More than 100 years ago, a white mob attacked Tulsa, Oklahoma’s thriving Greenwood District, home to the city’s African-American community, killing hundreds and destroying businesses.

Now, a group of young students are bringing some of those businesses to life in a project that links coding and history.

Ahead of the centennial commemorating the Tulsa Race Massacre earlier this month, Urban Coders Guild was working with local students to build websites for the businesses destroyed during the horrific event a century ago, as if those businesses were still around today. The project can’t undo the horrors of what came to be known as the Tulsa Race Massacre — one of the worst acts of racial violence in American history — but the people behind it hope that it will help spur knowledge around the horrific event as well as teach students an invaluable skill along the way.

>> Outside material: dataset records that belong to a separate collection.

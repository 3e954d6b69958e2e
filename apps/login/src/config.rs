/// Overrides the background video, e.g. `file:///tmp/beach.gif`.
pub const VIDEO_URI_ENV: &str = "NIMBUS_VIDEO_URI";

pub const DEFAULT_VIDEO_URI: &str = "asset:///clouds.gif";
pub const DEFAULT_LOGO_ASSET: &str = "logo.png";

#[derive(Clone, Debug, PartialEq, Eq)]
pub struct LoginConfig {
    pub video_uri: String,
    /// Asset name of the logo above the form.
    pub logo_asset: String,
}

impl Default for LoginConfig {
    fn default() -> Self {
        Self {
            video_uri: DEFAULT_VIDEO_URI.into(),
            logo_asset: DEFAULT_LOGO_ASSET.into(),
        }
    }
}

impl LoginConfig {
    pub fn from_env() -> Self {
        let mut cfg = Self::default();
        match std::env::var(VIDEO_URI_ENV) {
            Ok(uri) if !uri.trim().is_empty() => {
                log::info!("background video from {VIDEO_URI_ENV}: {uri}");
                cfg.video_uri = uri;
            }
            _ => {}
        }
        cfg
    }
}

“While a good many of the businesses were rebuilt after the 1921 Tulsa Race Massacre, none of them exist today,” says Mikeal Vaughn, founder and executive director of Urban Coders Guild, a nonprofit organization providing STEM education opportunities to underrepresented communities in Tulsa.

So the students are reimagining what they would look like today by building the websites. Along the way, they are learning coding skills and learning about a historic event that has only recently been talked about in mainstream media.

“The students were given some creative license to use their combined skill sets to create an awesome website for each business that tells that business’ story as if it were an existing business today,” he says.